(Study material Opens)

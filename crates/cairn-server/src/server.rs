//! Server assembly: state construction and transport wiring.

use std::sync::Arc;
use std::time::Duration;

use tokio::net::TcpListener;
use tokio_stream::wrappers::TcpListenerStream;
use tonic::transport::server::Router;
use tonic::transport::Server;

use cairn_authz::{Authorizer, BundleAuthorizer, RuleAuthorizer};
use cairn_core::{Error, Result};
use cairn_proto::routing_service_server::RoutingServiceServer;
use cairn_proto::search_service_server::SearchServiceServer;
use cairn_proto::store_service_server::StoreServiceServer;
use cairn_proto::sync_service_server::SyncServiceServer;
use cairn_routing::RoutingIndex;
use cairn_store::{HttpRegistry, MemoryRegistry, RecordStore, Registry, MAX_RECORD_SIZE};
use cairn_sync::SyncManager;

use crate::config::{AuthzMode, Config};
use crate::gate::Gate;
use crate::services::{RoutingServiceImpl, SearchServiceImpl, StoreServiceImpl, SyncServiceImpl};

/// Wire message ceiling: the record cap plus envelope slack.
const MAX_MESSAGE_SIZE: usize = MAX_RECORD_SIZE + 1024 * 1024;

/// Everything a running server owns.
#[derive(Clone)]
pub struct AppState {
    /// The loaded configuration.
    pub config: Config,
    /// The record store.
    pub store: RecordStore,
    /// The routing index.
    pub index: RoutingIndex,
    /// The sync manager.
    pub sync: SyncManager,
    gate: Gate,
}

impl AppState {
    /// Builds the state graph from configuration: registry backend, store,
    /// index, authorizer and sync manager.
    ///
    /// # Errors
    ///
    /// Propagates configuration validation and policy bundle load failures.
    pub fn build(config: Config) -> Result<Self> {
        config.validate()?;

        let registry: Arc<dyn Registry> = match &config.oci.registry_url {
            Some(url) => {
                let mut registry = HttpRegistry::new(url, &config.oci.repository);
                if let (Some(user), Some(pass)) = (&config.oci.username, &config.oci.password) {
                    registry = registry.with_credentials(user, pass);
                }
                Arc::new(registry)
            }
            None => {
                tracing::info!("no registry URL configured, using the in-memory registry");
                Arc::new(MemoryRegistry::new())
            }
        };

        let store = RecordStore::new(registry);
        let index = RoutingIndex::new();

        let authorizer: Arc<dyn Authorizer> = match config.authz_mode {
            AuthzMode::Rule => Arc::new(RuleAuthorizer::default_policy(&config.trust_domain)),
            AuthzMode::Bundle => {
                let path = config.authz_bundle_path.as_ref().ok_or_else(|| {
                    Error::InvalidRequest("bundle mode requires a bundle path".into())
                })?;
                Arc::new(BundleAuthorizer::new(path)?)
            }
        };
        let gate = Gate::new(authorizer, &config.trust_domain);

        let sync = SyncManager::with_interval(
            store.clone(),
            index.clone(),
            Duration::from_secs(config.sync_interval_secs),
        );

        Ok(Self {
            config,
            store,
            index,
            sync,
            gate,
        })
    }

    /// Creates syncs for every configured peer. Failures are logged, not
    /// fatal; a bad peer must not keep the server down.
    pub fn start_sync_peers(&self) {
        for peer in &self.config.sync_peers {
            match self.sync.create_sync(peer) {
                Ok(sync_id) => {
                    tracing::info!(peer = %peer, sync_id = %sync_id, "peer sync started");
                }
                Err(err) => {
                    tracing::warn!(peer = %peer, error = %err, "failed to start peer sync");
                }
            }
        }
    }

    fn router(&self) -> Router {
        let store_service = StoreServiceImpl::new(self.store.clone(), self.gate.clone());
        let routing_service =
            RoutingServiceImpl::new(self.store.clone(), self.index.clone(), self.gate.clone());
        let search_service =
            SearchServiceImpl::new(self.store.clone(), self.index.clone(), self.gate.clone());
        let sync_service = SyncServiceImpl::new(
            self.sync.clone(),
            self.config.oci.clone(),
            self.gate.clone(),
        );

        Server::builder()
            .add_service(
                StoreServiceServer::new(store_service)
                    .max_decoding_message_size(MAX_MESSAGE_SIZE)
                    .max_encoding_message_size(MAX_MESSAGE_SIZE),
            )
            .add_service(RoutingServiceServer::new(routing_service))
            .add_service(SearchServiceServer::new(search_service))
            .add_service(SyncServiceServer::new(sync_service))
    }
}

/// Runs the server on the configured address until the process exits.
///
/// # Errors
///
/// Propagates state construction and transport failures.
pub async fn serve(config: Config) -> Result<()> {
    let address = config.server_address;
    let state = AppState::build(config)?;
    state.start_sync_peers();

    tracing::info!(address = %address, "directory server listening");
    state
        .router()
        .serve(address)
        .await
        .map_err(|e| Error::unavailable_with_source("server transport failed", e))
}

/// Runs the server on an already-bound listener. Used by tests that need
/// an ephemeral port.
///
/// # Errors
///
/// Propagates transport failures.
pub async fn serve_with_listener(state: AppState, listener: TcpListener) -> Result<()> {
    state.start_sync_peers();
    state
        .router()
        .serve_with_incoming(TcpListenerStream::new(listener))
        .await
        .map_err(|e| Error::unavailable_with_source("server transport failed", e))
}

(Study material Closes)
(Study material Opens)

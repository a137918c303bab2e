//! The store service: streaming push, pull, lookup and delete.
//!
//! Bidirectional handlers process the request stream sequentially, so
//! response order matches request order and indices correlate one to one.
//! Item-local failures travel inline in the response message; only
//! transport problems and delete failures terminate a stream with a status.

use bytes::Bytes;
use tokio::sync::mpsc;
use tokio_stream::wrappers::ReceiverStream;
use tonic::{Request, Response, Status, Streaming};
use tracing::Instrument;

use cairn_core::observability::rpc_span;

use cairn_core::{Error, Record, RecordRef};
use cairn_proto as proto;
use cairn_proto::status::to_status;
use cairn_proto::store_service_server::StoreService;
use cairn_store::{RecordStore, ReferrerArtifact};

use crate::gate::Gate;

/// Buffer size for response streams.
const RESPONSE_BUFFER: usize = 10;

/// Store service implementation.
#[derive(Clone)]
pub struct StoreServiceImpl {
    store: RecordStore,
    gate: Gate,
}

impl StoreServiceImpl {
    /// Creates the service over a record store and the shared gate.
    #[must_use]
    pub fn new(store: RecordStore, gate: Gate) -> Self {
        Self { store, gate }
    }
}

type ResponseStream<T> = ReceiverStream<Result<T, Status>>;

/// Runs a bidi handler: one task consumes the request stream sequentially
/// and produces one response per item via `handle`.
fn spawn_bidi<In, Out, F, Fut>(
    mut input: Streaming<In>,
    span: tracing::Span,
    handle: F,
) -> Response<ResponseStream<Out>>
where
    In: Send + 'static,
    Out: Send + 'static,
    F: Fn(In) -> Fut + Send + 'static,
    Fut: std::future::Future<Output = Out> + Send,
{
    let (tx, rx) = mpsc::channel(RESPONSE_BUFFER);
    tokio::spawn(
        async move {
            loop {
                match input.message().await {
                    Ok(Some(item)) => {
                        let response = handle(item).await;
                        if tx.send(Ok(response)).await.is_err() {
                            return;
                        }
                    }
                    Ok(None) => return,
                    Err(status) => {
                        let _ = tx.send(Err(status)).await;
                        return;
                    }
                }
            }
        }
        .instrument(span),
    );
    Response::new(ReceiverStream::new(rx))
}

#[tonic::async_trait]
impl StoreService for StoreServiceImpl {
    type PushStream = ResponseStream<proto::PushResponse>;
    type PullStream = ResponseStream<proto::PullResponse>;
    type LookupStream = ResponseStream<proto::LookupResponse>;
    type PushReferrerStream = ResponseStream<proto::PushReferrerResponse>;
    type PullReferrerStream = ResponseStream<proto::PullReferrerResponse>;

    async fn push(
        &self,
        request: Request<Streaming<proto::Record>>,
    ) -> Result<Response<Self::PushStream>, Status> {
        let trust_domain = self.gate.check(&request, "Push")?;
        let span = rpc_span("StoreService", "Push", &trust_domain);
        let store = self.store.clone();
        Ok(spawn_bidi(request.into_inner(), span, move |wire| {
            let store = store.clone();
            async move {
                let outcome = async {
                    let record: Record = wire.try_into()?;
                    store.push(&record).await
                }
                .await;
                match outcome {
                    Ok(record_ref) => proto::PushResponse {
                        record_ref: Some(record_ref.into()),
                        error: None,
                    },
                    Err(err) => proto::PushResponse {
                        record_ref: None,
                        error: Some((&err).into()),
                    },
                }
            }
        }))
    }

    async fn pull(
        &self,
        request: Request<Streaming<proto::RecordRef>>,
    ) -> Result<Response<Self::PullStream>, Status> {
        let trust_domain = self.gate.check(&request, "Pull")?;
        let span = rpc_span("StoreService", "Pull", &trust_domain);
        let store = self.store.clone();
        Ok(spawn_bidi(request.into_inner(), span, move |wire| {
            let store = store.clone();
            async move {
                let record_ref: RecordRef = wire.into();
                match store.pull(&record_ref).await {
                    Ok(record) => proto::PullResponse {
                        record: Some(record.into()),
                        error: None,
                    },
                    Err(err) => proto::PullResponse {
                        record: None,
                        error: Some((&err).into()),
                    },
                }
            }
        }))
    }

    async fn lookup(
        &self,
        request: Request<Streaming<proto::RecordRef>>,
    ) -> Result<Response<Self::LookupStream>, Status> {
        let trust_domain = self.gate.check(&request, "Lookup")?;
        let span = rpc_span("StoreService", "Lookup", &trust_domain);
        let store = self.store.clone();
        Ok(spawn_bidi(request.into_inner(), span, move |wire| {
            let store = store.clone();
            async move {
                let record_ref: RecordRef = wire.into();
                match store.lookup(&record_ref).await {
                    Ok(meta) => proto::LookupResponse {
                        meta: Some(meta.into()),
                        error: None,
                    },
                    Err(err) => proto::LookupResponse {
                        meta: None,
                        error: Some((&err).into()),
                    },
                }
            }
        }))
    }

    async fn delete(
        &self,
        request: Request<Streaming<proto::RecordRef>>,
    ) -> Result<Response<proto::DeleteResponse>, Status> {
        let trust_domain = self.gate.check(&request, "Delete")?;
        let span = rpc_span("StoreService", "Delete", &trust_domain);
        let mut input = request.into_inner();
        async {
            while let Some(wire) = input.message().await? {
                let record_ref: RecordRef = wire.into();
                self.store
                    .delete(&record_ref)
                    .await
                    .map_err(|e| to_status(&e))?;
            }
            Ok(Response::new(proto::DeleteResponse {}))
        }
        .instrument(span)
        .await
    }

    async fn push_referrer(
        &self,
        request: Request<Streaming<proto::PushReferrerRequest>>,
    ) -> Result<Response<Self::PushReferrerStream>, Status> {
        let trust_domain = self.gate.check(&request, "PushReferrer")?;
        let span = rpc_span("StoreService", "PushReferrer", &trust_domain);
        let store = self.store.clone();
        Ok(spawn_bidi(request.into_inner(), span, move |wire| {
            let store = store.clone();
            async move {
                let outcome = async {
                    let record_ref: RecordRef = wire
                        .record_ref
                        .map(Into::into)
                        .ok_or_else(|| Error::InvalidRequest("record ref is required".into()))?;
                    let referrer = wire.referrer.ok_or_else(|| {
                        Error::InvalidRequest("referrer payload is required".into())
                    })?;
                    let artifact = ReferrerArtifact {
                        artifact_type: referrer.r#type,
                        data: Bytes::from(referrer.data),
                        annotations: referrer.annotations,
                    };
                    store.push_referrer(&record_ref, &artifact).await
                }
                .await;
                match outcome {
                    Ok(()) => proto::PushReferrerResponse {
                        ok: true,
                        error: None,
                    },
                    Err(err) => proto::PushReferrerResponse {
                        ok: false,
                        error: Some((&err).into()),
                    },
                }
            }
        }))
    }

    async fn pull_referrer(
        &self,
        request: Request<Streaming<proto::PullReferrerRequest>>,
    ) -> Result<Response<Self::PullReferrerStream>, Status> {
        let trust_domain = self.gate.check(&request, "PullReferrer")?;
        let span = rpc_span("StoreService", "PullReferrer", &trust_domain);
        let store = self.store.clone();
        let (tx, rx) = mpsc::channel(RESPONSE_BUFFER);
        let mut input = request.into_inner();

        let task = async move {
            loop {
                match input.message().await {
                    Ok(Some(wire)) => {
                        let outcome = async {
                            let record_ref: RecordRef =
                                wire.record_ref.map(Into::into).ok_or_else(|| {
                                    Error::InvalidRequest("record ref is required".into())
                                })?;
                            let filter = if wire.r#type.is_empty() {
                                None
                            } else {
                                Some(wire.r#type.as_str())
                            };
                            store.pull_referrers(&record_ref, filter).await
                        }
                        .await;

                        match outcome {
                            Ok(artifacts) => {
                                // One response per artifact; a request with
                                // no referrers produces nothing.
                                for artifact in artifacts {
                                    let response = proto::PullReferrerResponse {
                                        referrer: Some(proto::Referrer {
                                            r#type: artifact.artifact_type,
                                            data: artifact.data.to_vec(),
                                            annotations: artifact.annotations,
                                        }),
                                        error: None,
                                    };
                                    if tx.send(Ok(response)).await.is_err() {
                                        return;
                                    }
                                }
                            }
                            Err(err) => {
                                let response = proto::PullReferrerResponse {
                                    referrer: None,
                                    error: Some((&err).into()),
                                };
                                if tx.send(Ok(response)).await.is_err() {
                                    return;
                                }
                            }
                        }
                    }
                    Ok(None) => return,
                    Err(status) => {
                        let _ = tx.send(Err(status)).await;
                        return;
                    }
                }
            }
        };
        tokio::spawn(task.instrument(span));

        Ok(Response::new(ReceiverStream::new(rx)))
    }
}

(Study material Closes)
(Study material Opens)

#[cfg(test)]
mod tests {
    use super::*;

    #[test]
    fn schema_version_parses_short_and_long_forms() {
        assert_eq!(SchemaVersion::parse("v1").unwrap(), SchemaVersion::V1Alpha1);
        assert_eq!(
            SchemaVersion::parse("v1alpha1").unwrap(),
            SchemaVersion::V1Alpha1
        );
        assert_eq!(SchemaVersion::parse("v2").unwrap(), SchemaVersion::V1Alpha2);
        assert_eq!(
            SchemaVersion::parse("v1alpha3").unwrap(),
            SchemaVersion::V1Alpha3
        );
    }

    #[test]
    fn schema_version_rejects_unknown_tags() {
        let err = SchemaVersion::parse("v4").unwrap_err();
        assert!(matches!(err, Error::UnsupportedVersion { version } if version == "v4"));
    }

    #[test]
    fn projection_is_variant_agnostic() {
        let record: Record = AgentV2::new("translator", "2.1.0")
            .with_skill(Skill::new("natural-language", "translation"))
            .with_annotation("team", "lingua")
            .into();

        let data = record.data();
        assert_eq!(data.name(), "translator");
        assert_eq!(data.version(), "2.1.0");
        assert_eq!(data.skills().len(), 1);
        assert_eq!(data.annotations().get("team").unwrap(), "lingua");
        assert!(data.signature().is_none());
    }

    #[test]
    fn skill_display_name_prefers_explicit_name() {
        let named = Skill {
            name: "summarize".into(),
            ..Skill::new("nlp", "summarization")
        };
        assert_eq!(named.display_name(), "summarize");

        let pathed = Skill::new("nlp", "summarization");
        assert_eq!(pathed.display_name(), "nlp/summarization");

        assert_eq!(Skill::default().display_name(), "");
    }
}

(Study material Closes)

Among the lines above, find each one containing the string "annotations" and copy it.

Response for this exercise:
                        annotations: referrer.annotations,
                                            annotations: artifact.annotations,
        assert_eq!(data.annotations().get("team").unwrap(), "lingua");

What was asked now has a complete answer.